Chapitre 5 : Chapitre 5 : La destinée du Mutin

Chapitre final

4632 mots, Catégorie: T

Dernière mise à jour 09/11/2016 14:45

CHAPITRE V

LE DOCTEUR

Rien n'aurait pu lui permettre de prédire à un quelconque moment qu'il allait se retrouver dans une situation aussi ridicule ! Mais résultat des courses, il était enterré jusqu'au cou dans le sable et seule sa tête dépassait de la perspective linéaire de la plage… Pas moyen d'atteindre le tournevis... Ni d'ailleurs de faire un seul mouvement.

Au départ, Kelpie avait semblé pourtant relativement docile. Il avait consenti à se nourrir et à se laisser soigner. Et puis pour une raison inconnue, il était devenu soudain furieux et incontrôlable. Depuis de longues minutes, le Docteur essayait de repasser ce qu'ils s'étaient dit pour trouver un éventuel indice quant aux raisons de sa colère, mais comme ils n'avaient échangé des propos parfaitement anodins sur l'Archipel – il y veillait particulièrement – le mystère restait entier. Du reste, ça ne l'aiderait pas à sortir de sa prison de sable, mais ça lui permettait de rester calme.

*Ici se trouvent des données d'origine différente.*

//! Refresh-token wire codec
//!
//! A refresh token on the wire is `<sealed body>.<version>`: the body is
//! the JSON rotation-chain content encrypted under the process refresh key,
//! and the version suffix is the token-family discriminant ("V0" for FREE,
//! "V1" for PAID). The suffix stays outside the sealed body so the family
//! can be read before decryption.

use std::fmt;

use chrono::{DateTime, Utc};
use serde::{Deserialize, Serialize};

use crate::{
    crypto,
    error::{Error, TokenError},
    keys::SigningKey,
};

/// Token-family discriminant, versioning the rotation policy.
#[derive(Debug, Clone, Copy, PartialEq, Eq, Serialize, Deserialize)]
pub enum TokenType {
    Free,
    Paid,
}

impl TokenType {
    /// The closed serialization table: FREE <-> "V0", PAID <-> "V1".
    pub fn as_wire_str(&self) -> &'static str {
        match self {
            TokenType::Free => "V0",
            TokenType::Paid => "V1",
        }
    }

    /// Look up a wire discriminant. Unknown strings yield `None` rather
    /// than an error or a default, so callers decide the trust policy for
    /// unrecognized families explicitly.
    pub fn from_wire_str(s: &str) -> Option<TokenType> {
        match s {
            "V0" => Some(TokenType::Free),
            "V1" => Some(TokenType::Paid),
            _ => None,
        }
    }
}

impl fmt::Display for TokenType {
    fn fmt(&self, f: &mut fmt::Formatter<'_>) -> fmt::Result {
        f.write_str(self.as_wire_str())
    }
}

/// A token string together with its validity window.
///
/// Expiry travels beside the token, not inside the sealed body; the store
/// record is authoritative for whether a session is still live.
#[derive(Debug, Clone)]
pub struct TokenInfo {
    pub token: String,
    pub expires_at: DateTime<Utc>,
    pub created_at: DateTime<Utc>,
}

/// Rotation-chain content supplied by the issuer.
#[derive(Debug, Clone)]
pub struct RefreshTokenPayload {
    pub session_handle: String,
    /// Hash2 of the previous token in the chain; `None` for the first
    /// token of a family.
    pub parent_refresh_token_hash_2: Option<String>,
    pub user_id: Option<String>,
    pub anti_csrf_token: Option<String>,
}

/// Rotation-chain content recovered from a presented token.
#[derive(Debug, Clone)]
pub struct DecodedRefreshToken {
    pub session_handle: String,
    /// Always present on the wire: a chain-initial token carries the hash2
    /// of its own nonce instead of a parent's hash.
    pub parent_refresh_token_hash_2: String,
    pub user_id: Option<String>,
    pub anti_csrf_token: Option<String>,
    /// `None` when the wire discriminant was unrecognized; such tokens are
    /// untrusted until the caller decides otherwise.
    pub token_type: Option<TokenType>,
}

/// The sealed JSON body.
#[derive(Debug, Serialize, Deserialize)]
struct SealedBody {
    session_handle: String,
    parent_refresh_token_hash_2: String,
    #[serde(skip_serializing_if = "Option::is_none")]
    user_id: Option<String>,
    #[serde(skip_serializing_if = "Option::is_none")]
    anti_csrf_token: Option<String>,
    nonce: String,
}

pub struct RefreshTokenCodec;

impl RefreshTokenCodec {
    /// Seal rotation-chain content into a wire token.
    ///
    /// Every call embeds a fresh nonce, so two tokens for the same chain
    /// position are never equal. When the payload has no parent hash the
    /// nonce's hash2 takes its place, keeping the field populated for
    /// every token ever decoded.
    pub fn encode(
        payload: &RefreshTokenPayload,
        key: &SigningKey,
        token_type: TokenType,
    ) -> Result<String, Error> {
        let nonce = crypto::generate_secure_token();
        let parent_refresh_token_hash_2 = payload
            .parent_refresh_token_hash_2
            .clone()
            .unwrap_or_else(|| crypto::hash2(&nonce));

        let body = SealedBody {
            session_handle: payload.session_handle.clone(),
            parent_refresh_token_hash_2,
            user_id: payload.user_id.clone(),
            anti_csrf_token: payload.anti_csrf_token.clone(),
            nonce,
        };
        let json = serde_json::to_string(&body)
            .map_err(|e| TokenError::Malformed(e.to_string()))?;

        let sealed = crypto::encrypt(json.as_bytes(), &key.to_string())?;
        Ok(format!("{sealed}.{}", token_type.as_wire_str()))
    }

    /// Open a wire token.
    ///
    /// Structural problems surface as [`TokenError::Malformed`]; a body
    /// sealed under a different key surfaces as a decryption failure. An
    /// unknown version suffix is not an error: it decodes to an absent
    /// `token_type`.
    pub fn decode(token: &str, key: &SigningKey) -> Result<DecodedRefreshToken, Error> {
        let (sealed, version) = token
            .rsplit_once('.')
            .ok_or_else(|| TokenError::Malformed("missing version suffix".to_string()))?;
        let token_type = TokenType::from_wire_str(version);

        let plain = crypto::decrypt(sealed, &key.to_string())?;
        let body: SealedBody = serde_json::from_slice(&plain)
            .map_err(|e| TokenError::Malformed(e.to_string()))?;

        Ok(DecodedRefreshToken {
            session_handle: body.session_handle,
            parent_refresh_token_hash_2: body.parent_refresh_token_hash_2,
            user_id: body.user_id,
            anti_csrf_token: body.anti_csrf_token,
            token_type,
        })
    }
}

#[cfg(test)]
mod tests {
    use super::*;
    use crate::error::CryptoError;

    fn payload(parent: Option<&str>) -> RefreshTokenPayload {
        RefreshTokenPayload {
            session_handle: "sessionHandle".to_string(),
            parent_refresh_token_hash_2: parent.map(str::to_string),
            user_id: None,
            anti_csrf_token: None,
        }
    }

    #[test]
    fn test_free_paid_version_table() {
        assert_eq!(TokenType::Free.to_string(), "V0");
        assert_eq!(TokenType::Paid.to_string(), "V1");
        assert_eq!(TokenType::from_wire_str("V0"), Some(TokenType::Free));
        assert_eq!(TokenType::from_wire_str("V1"), Some(TokenType::Paid));
        assert_eq!(TokenType::from_wire_str("random"), None);
    }

    #[test]
    fn test_encode_decode_round_trip() {
        let key = SigningKey::generate();
        let token = RefreshTokenCodec::encode(
            &RefreshTokenPayload {
                session_handle: "sessionHandle".to_string(),
                parent_refresh_token_hash_2: Some("abc123".to_string()),
                user_id: Some("userId".to_string()),
                anti_csrf_token: Some("csrf".to_string()),
            },
            &key,
            TokenType::Paid,
        )
        .unwrap();

        let decoded = RefreshTokenCodec::decode(&token, &key).unwrap();
        assert_eq!(decoded.session_handle, "sessionHandle");
        assert_eq!(decoded.parent_refresh_token_hash_2, "abc123");
        assert_eq!(decoded.user_id, Some("userId".to_string()));
        assert_eq!(decoded.anti_csrf_token, Some("csrf".to_string()));
        assert_eq!(decoded.token_type, Some(TokenType::Paid));
    }

    #[test]
    fn test_chain_initial_token_has_parent_hash() {
        let key = SigningKey::generate();
        let token =
            RefreshTokenCodec::encode(&payload(None), &key, TokenType::Free).unwrap();

        let decoded = RefreshTokenCodec::decode(&token, &key).unwrap();
        assert!(!decoded.parent_refresh_token_hash_2.is_empty());
        assert_eq!(decoded.token_type, Some(TokenType::Free));
    }

    #[test]
    fn test_tokens_for_same_content_differ() {
        let key = SigningKey::generate();
        let first =
            RefreshTokenCodec::encode(&payload(Some("p")), &key, TokenType::Free).unwrap();
        let second =
            RefreshTokenCodec::encode(&payload(Some("p")), &key, TokenType::Free).unwrap();
        assert_ne!(first, second);
    }

    #[test]
    fn test_unknown_version_decodes_to_absent_type() {
        let key = SigningKey::generate();
        let token = RefreshTokenCodec::encode(&payload(None), &key, TokenType::Free).unwrap();
        let (sealed, _) = token.rsplit_once('.').unwrap();

        let decoded = RefreshTokenCodec::decode(&format!("{sealed}.V9"), &key).unwrap();
        assert_eq!(decoded.token_type, None);
        assert_eq!(decoded.session_handle, "sessionHandle");
    }

    #[test]
    fn test_missing_version_suffix_is_malformed() {
        let key = SigningKey::generate();
        let err = RefreshTokenCodec::decode("noseparator", &key).unwrap_err();
        assert!(matches!(err, Error::Token(TokenError::Malformed(_))));
    }

    #[test]
    fn test_decode_with_wrong_key_fails_closed() {
        let key = SigningKey::generate();
        let other = SigningKey::generate();
        let token = RefreshTokenCodec::encode(&payload(None), &key, TokenType::Free).unwrap();

        let err = RefreshTokenCodec::decode(&token, &other).unwrap_err();
        assert!(matches!(err, Error::Crypto(CryptoError::Decryption)));
    }
}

Ainsi au bout d'un moment, il eut l'idée d'appeler Carcarax. L'interface de la Caravelle pourrait peut-être prévenir son pilote de la fuite du Zygon. Ce fut avec un certain soulagement qu'il vit arriver le volatile improbable à son appel. Le drôle d'oiseau félin se posa devant lui en croassant doucement dans ses moustaches.

— Carcarax, dit le Docteur sans autre préambule, je te somme de choisir entre l'ara et le chat, cette enveloppe est impossible !

L'hologramme se mua en chat et celui-ci vint paresseusement se frotter sa tête contre les joues du Docteur en ronronnant comme un moteur. Il ferma les yeux en soupirant et serra les mâchoires pour ne pas crier.

— Oui, oui, moi aussi je suis content de te voir… Mais si tu pouvais adopter une forme compatible avec la communication orale, ça m'arrangerait… Je veux que tu ailles prévenir le Corsaire, ton pilote. Le Zygon m'a assommé, enterré dans le sable et faussé compagnie, tu as compris ?

L'animal le fixa de ses yeux jaunes et fit demi-tour pour marcher à petits pas tranquilles vers l'entrée de la plage… Patience… Patience…

Kelpie l'avait déjà mis à rude épreuve en ne lui épargnant à peu près rien pour tenter de l'amadouer. Rien. Puisant sans vergogne dans les souvenirs les plus intimes du Docteur, il avait changé plusieurs fois de forme dans l'espoir d'en trouver une qui saurait le convaincre de le laisser venir dans le Tardis à la place de Clara.

— Ho, Carcarax ! L'ara était un meilleur choix! Vole vite jusqu'à ton maître, c'est urgent ! bougonna le Seigneur du temps en s'agitant inutilement.

Une vaguelette vint lui lécher le cou et apporta un très petit crabe qui resta accroché à sa barbe. Il roula des yeux.Par dessus le marché, la fausse marée de la fausse plage… était en train de vraiment monter !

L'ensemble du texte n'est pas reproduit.